> _Provided records_:
//! Builds the data tree templates are rendered against.
//!
//! ```text
//! request.method / request.path / request.url
//! request.headers.<lower-case name>     first value of each header
//! request.query.<key>                   string, or list when repeated
//! request.api.body                      parsed original request body
//! request.modified.body                 parsed rewritten request body (response stage)
//! response.body / .status / .headers    response stage only
//! context.*                             the per-request TemplateContext
//! ```

use crate::context::TemplateContext;
use crate::template::Value;
use http::HeaderMap;
use std::collections::BTreeMap;

/// Request metadata exposed to templates.
#[derive(Debug, Clone, Default, PartialEq)]
pub struct RequestInfo {
    /// HTTP method
    pub method: String,
    /// Request path (without query string)
    pub path: String,
    /// Path and query as received
    pub url: String,
    /// First value of each header, keyed by lower-case name
    pub headers: BTreeMap<String, String>,
    /// Decoded query parameters
    pub query: BTreeMap<String, Vec<String>>,
}

impl RequestInfo {
    /// Snapshot the metadata of a request.
    pub fn from_request<B>(req: &http::Request<B>) -> Self {
        Self {
            method: req.method().to_string(),
            path: req.uri().path().to_string(),
            url: req.uri().to_string(),
            headers: header_snapshot(req.headers()),
            query: parse_query_string(req.uri().query()),
        }
    }

    /// Get a header value by name, ignoring case.
    pub fn header(&self, name: &str) -> Option<&str> {
        self.headers
            .get(&name.to_ascii_lowercase())
            .map(String::as_str)
    }

    fn to_value(&self) -> BTreeMap<String, Value> {
        let headers = self
            .headers
            .iter()
            .map(|(k, v)| (k.clone(), Value::from(v.as_str())))
            .collect::<BTreeMap<_, _>>();

        let query = self
            .query
            .iter()
            .map(|(k, values)| {
                let value = match values.as_slice() {
                    [single] => Value::from(single.as_str()),
                    many => Value::List(many.iter().map(|v| Value::from(v.as_str())).collect()),
                };
                (k.clone(), value)
            })
            .collect::<BTreeMap<_, _>>();

        BTreeMap::from([
            ("method".to_string(), Value::from(self.method.as_str())),
            ("path".to_string(), Value::from(self.path.as_str())),
            ("url".to_string(), Value::from(self.url.as_str())),
            ("headers".to_string(), Value::Map(headers)),
            ("query".to_string(), Value::Map(query)),
        ])
    }
}

/// Captured response data exposed to response templates.
#[derive(Debug, Clone, Default, PartialEq)]
pub struct ResponseInfo {
    pub status: u16,
    pub headers: BTreeMap<String, String>,
    pub body: Value,
}

/// The template data tree for one stage of one request.
#[derive(Debug, Clone)]
pub struct Environment<'a> {
    request: &'a RequestInfo,
    context: &'a TemplateContext,
    api_body: Option<Value>,
    modified_body: Option<Value>,
    response: Option<ResponseInfo>,
}

impl<'a> Environment<'a> {
    /// Environment exposing request metadata and the context.
    pub fn for_request(request: &'a RequestInfo, context: &'a TemplateContext) -> Self {
        Self {
            request,
            context,
            api_body: None,
            modified_body: None,
            response: None,
        }
    }

    /// Expose the original request body as `request.api.body`.
    pub fn with_api_body(mut self, body: Value) -> Self {
        self.api_body = Some(body);
        self
    }

    /// Expose the rewritten request body as `request.modified.body`.
    pub fn with_modified_body(mut self, body: Value) -> Self {
        self.modified_body = Some(body);
        self
    }

    /// Expose the captured response as `response.*`.
    pub fn with_response(mut self, response: ResponseInfo) -> Self {
        self.response = Some(response);
        self
    }

    /// Assemble the tree.
    pub fn to_value(&self) -> Value {
        let mut request = self.request.to_value();
        if let Some(body) = &self.api_body {
            request.insert("api".to_string(), body_branch(body.clone()));
        }
        if let Some(body) = &self.modified_body {
            request.insert("modified".to_string(), body_branch(body.clone()));
        }

        let mut root = BTreeMap::from([
            ("request".to_string(), Value::Map(request)),
            ("context".to_string(), self.context.to_value()),
        ]);

        if let Some(response) = &self.response {
            let headers = response
                .headers
                .iter()
                .map(|(k, v)| (k.clone(), Value::from(v.as_str())))
                .collect::<BTreeMap<_, _>>();
            root.insert(
                "response".to_string(),
                Value::Map(BTreeMap::from([
                    ("body".to_string(), response.body.clone()),
                    ("status".to_string(), Value::Int(i64::from(response.status))),
                    ("headers".to_string(), Value::Map(headers)),
                ])),
            );
        }

        Value::Map(root)
    }
}

fn body_branch(body: Value) -> Value {
    Value::Map(BTreeMap::from([("body".to_string(), body)]))
}

/// First value of every header, keyed by lower-case name.
pub fn header_snapshot(headers: &HeaderMap) -> BTreeMap<String, String> {
    let mut snapshot = BTreeMap::new();
    for (name, value) in headers {
        snapshot
            .entry(name.as_str().to_ascii_lowercase())
            .or_insert_with(|| String::from_utf8_lossy(value.as_bytes()).into_owned());
    }
    snapshot
}

/// Parse a request body as JSON. An empty body is `null`.
pub fn parse_json_body(bytes: &[u8]) -> Result<Value, serde_json::Error> {
    if bytes.is_empty() {
        return Ok(Value::Null);
    }
    serde_json::from_slice(bytes).map(Value::from_json)
}

/// Parse a body for display only; anything that is not JSON becomes `null`.
pub fn parse_json_lenient(bytes: &[u8]) -> Value {
    parse_json_body(bytes).unwrap_or(Value::Null)
}

/// Parse a response body, falling back to its raw text.
pub fn parse_response_body(bytes: &[u8]) -> Value {
    parse_json_body(bytes)
        .unwrap_or_else(|_| Value::String(String::from_utf8_lossy(bytes).into_owned()))
}

/// Parse a query string into a parameter map.
pub fn parse_query_string(query: Option<&str>) -> BTreeMap<String, Vec<String>> {
    let mut params: BTreeMap<String, Vec<String>> = BTreeMap::new();

    if let Some(qs) = query {
        for part in qs.split('&').filter(|p| !p.is_empty()) {
            let (k, v) = part.split_once('=').unwrap_or((part, ""));
            params.entry(decode_component(k)).or_default().push(decode_component(v));
        }
    }

    params
}

fn decode_component(raw: &str) -> String {
    let spaced = raw.replace('+', " ");
    urlencoding::decode(&spaced)
        .map(|s| s.into_owned())
        .unwrap_or(spaced)
}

> _Your goal_: Find the word "parsed" in the records, and report each line that has it.

> _Result of this task_:
//! request.api.body                      parsed original request body
//! request.modified.body                 parsed rewritten request body (response stage)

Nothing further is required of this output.